UBS Investment Bank reports:
"The Bank of England embarks on its quantitative easinig effort today with a £2 billion gilt purchase. This will the first of a bi-weekly event that will continue for the next 3 months until the Bank has acquired around £75 billion of gilts and corporate bonds."

Purchases will be made via a reverse auction, in which sellers determine the price that the BoE pays. The Bank will hold only one auction this week, but there will be two per week from next week on Mondays and Wednesdays. The central bank will take non-competitive offers until 12:00 p.m. on auction days, announcing the amount it will allot to such offers at 1:00 p.m.. It will then also publish the size open to competitive offers, and will take bids for that operation between 2:15 p.m. and 2:45 p.m. British time. It will announce the results of that operation soon thereafter.
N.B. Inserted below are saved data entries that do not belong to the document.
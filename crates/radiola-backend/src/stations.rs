//! The station directory: built-in stations plus the ones from the config.

use radiola_bridge::{Station, StationError};

/// Stations shipped with the application, in listing order.
const BUILTIN_STATIONS: &[(&str, &str, &str)] = &[
    (
        "reso",
        "Resonance FM - London-based art radio station",
        "https://stream.resonance.fm/resonance",
    ),
    (
        "rese",
        "Resonance Extra - Alternative Resonance FM stream",
        "https://stream.resonance.fm/resonance-extra",
    ),
    (
        "ntso",
        "NTS Radio 1 - Global online radio station",
        "https://streams.radiomast.io/nts1/hls.m3u8",
    ),
    (
        "ntst",
        "NTS Radio 2 - Global online radio station",
        "https://streams.radiomast.io/nts2/hls.m3u8",
    ),
    (
        "lyll",
        "LYL Radio - Community radio from London",
        "https://radio.lyl.live/hls/aac_hifi.m3u8",
    ),
    (
        "cash",
        "Cashmere Radio - Berlin-based online radio",
        "https://cashmereradio.out.airtime.pro/cashmereradio_b",
    ),
    (
        "lake",
        "The Lake Radio - Online radio station",
        "http://hyades.shoutca.st:8627/stream",
    ),
    (
        "alha",
        "Radio Alhara - Palestinian online radio",
        "https://stream.radiojar.com/78cxy6wkxtzuv",
    ),
];

/// Immutable lookup table of stations, built once at startup and passed to
/// whoever needs it.
#[derive(Debug, Clone)]
pub struct StationDirectory {
    stations: Vec<Station>,
}

impl StationDirectory {
    /// The built-in stations only.
    pub fn builtin() -> Self {
        Self {
            stations: BUILTIN_STATIONS
                .iter()
                .map(|(name, description, url)| Station::new(*name, *description, *url))
                .collect(),
        }
    }

    /// The built-in stations with `extra` merged in. An extra station whose
    /// code is already taken replaces the existing entry in place; new codes
    /// are appended.
    pub fn with_extra(extra: &[Station]) -> Result<Self, StationError> {
        let mut directory = Self::builtin();
        for station in extra {
            station.validate()?;
            match directory
                .stations
                .iter_mut()
                .find(|existing| existing.name == station.name)
            {
                Some(existing) => *existing = station.clone(),
                None => directory.stations.push(station.clone()),
            }
        }
        Ok(directory)
    }

    /// Looks a station up by its exact code.
    pub fn by_code(&self, code: &str) -> Result<&Station, StationError> {
        if code.trim().is_empty() {
            return Err(StationError::Invalid(
                "station name cannot be empty".to_string(),
            ));
        }
        self.stations
            .iter()
            .find(|station| station.name == code)
            .ok_or_else(|| StationError::NotFound(code.to_string()))
    }

    /// All stations in listing order.
    pub fn all(&self) -> &[Station] {
        &self.stations
    }
}

#[cfg(test)]
mod tests {
    use super::*;

    #[test]
    fn builtin_lookup() {
        let directory = StationDirectory::builtin();
        assert_eq!(directory.all().len(), 8);
        assert_eq!(directory.all()[0].name, "reso");

        let station = directory.by_code("ntso").unwrap();
        assert_eq!(station.url, "https://streams.radiomast.io/nts1/hls.m3u8");
        assert!(directory.all().iter().all(|station| station.validate().is_ok()));
    }

    #[test]
    fn lookup_errors() {
        let directory = StationDirectory::builtin();
        assert_eq!(
            directory.by_code("nope"),
            Err(StationError::NotFound("nope".to_string()))
        );
        assert!(matches!(directory.by_code(""), Err(StationError::Invalid(_))));
        // codes are matched exactly
        assert!(directory.by_code("RESO").is_err());
    }

    #[test]
    fn extra_stations_override_and_append() {
        let directory = StationDirectory::with_extra(&[
            Station::new("reso", "Resonance mirror", "http://mirror.local/reso"),
            Station::new("home", "Home stream", "http://localhost:8000/live"),
        ])
        .unwrap();

        assert_eq!(directory.all().len(), 9);
        assert_eq!(directory.all()[0].url, "http://mirror.local/reso");
        assert_eq!(directory.all()[8].name, "home");
    }

    #[test]
    fn invalid_extra_station_is_rejected() {
        let result = StationDirectory::with_extra(&[Station::new("broken", "", "")]);
        assert!(matches!(result, Err(StationError::Invalid(_))));
    }
}
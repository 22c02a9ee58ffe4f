use std::fs::{OpenOptions, create_dir_all, read_to_string};
use std::io::Write;
use std::path::{Path, PathBuf};

use directories::ProjectDirs;
use radiola_bridge::config::Config;

/// Errors that can occur while loading or resolving application configuration.
#[derive(Debug, thiserror::Error)]
pub enum ConfigError {
    /// Failed to determine the user's configuration directory. This usually
    /// occurs when required environment variables are missing (e.g., `$HOME`
    /// on Unix or `%APPDATA%` on Windows).
    #[error("failed to obtain user's directories")]
    DirectoriesNotFound,
    /// An I/O error occurred while reading or writing the configuration file.
    #[error("failed to read config: {0}")]
    IoError(#[from] std::io::Error),
    /// The configuration file contains invalid TOML or does not match the
    /// expected structure.
    #[error("failed to deserialize config: {0}")]
    DeserializeError(#[from] toml::de::Error),
    /// Failed to serialize the default configuration to TOML.
    #[error("failed to serialize config: {0}")]
    SerializeError(#[from] toml::ser::Error),
}

/// Location of `config.toml` in the user's configuration directory.
pub fn default_config_path() -> Result<PathBuf, ConfigError> {
    ProjectDirs::from("dev", "radiola", "radiola")
        .map(|dirs| dirs.config_dir().join("config.toml"))
        .ok_or(ConfigError::DirectoriesNotFound)
}

/// Loads the configuration from `config_path`. When the file does not exist
/// it is created with the default configuration, which is then returned.
pub fn load_config_from(config_path: &Path) -> Result<Config, ConfigError> {
    if config_path.exists() {
        let contents = read_to_string(config_path)?;
        let config: Config = toml::from_str(&contents)?;
        return Ok(config);
    }

    let config = Config::default();
    if let Some(parent) = config_path.parent() {
        create_dir_all(parent)?;
    }

    let contents = toml::to_string_pretty(&config)?;
    let mut file = OpenOptions::new()
        .write(true)
        .create_new(true)
        .open(config_path)?;
    file.write_all(contents.as_bytes())?;
    file.sync_all()?;

    Ok(config)
}

#[cfg(test)]
mod tests {
    use radiola_bridge::config::LogLevel;

    use super::*;

    #[test]
    fn missing_file_is_created_with_defaults() {
        let dir = tempfile::tempdir().unwrap();
        let path = dir.path().join("nested").join("config.toml");

        let config = load_config_from(&path).unwrap();
        assert_eq!(config.decoder.program, "ffmpeg");
        assert!(path.exists());

        // the written file loads back to the same values
        let reloaded = load_config_from(&path).unwrap();
        assert_eq!(reloaded.decoder.kill_timeout_ms, config.decoder.kill_timeout_ms);
        assert_eq!(reloaded.audio.sample_rate, config.audio.sample_rate);
    }

    #[test]
    fn existing_file_is_read() {
        let dir = tempfile::tempdir().unwrap();
        let path = dir.path().join("config.toml");
        std::fs::write(
            &path,
            "log_level = \"debug\"\n[audio]\noutput_device_id = \"alsa:hw:1\"\n",
        )
        .unwrap();

        let config = load_config_from(&path).unwrap();
        assert_eq!(config.log_level, LogLevel::Debug);
        assert_eq!(config.audio.output_device_id.as_deref(), Some("alsa:hw:1"));
        assert_eq!(config.audio.channels, 2);
    }

    #[test]
    fn malformed_file_is_an_error() {
        let dir = tempfile::tempdir().unwrap();
        let path = dir.path().join("config.toml");
        std::fs::write(&path, "decoder = 12").unwrap();

        assert!(matches!(
            load_config_from(&path),
            Err(ConfigError::DeserializeError(_))
        ));
    }
}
In today's auction the BoE has specified it wants to buy £2 billion of Gilts maturing from 2014 to 2018. M&G's bond team note, via their blog, Bond Vigilantes:
"The Bank is not buying back sub 5 year paper as part of this programme, as that is where overseas Central Banks (big financers of the UK budget deficit) own gilts, and it could lead to a big reduction in the gilt market's investor base and a possible knock on impact on the £ if overeas investors sold their gilts back to the authorities. Nor is the Bank buying gilts over 25 years in maturity, which would exacerbate the illiquidity in ultra long dated gilts, and possibly cause further problems for pension funds."


Auction results
The reverse auction was 5.25 times subscribed as the BoE receioved offers of £10.5 billion and bought £2 billion. Bull flattening is under way, with the UK 10-2 spread having tightened by 50 bps since the BoE first announced QE on Thursday.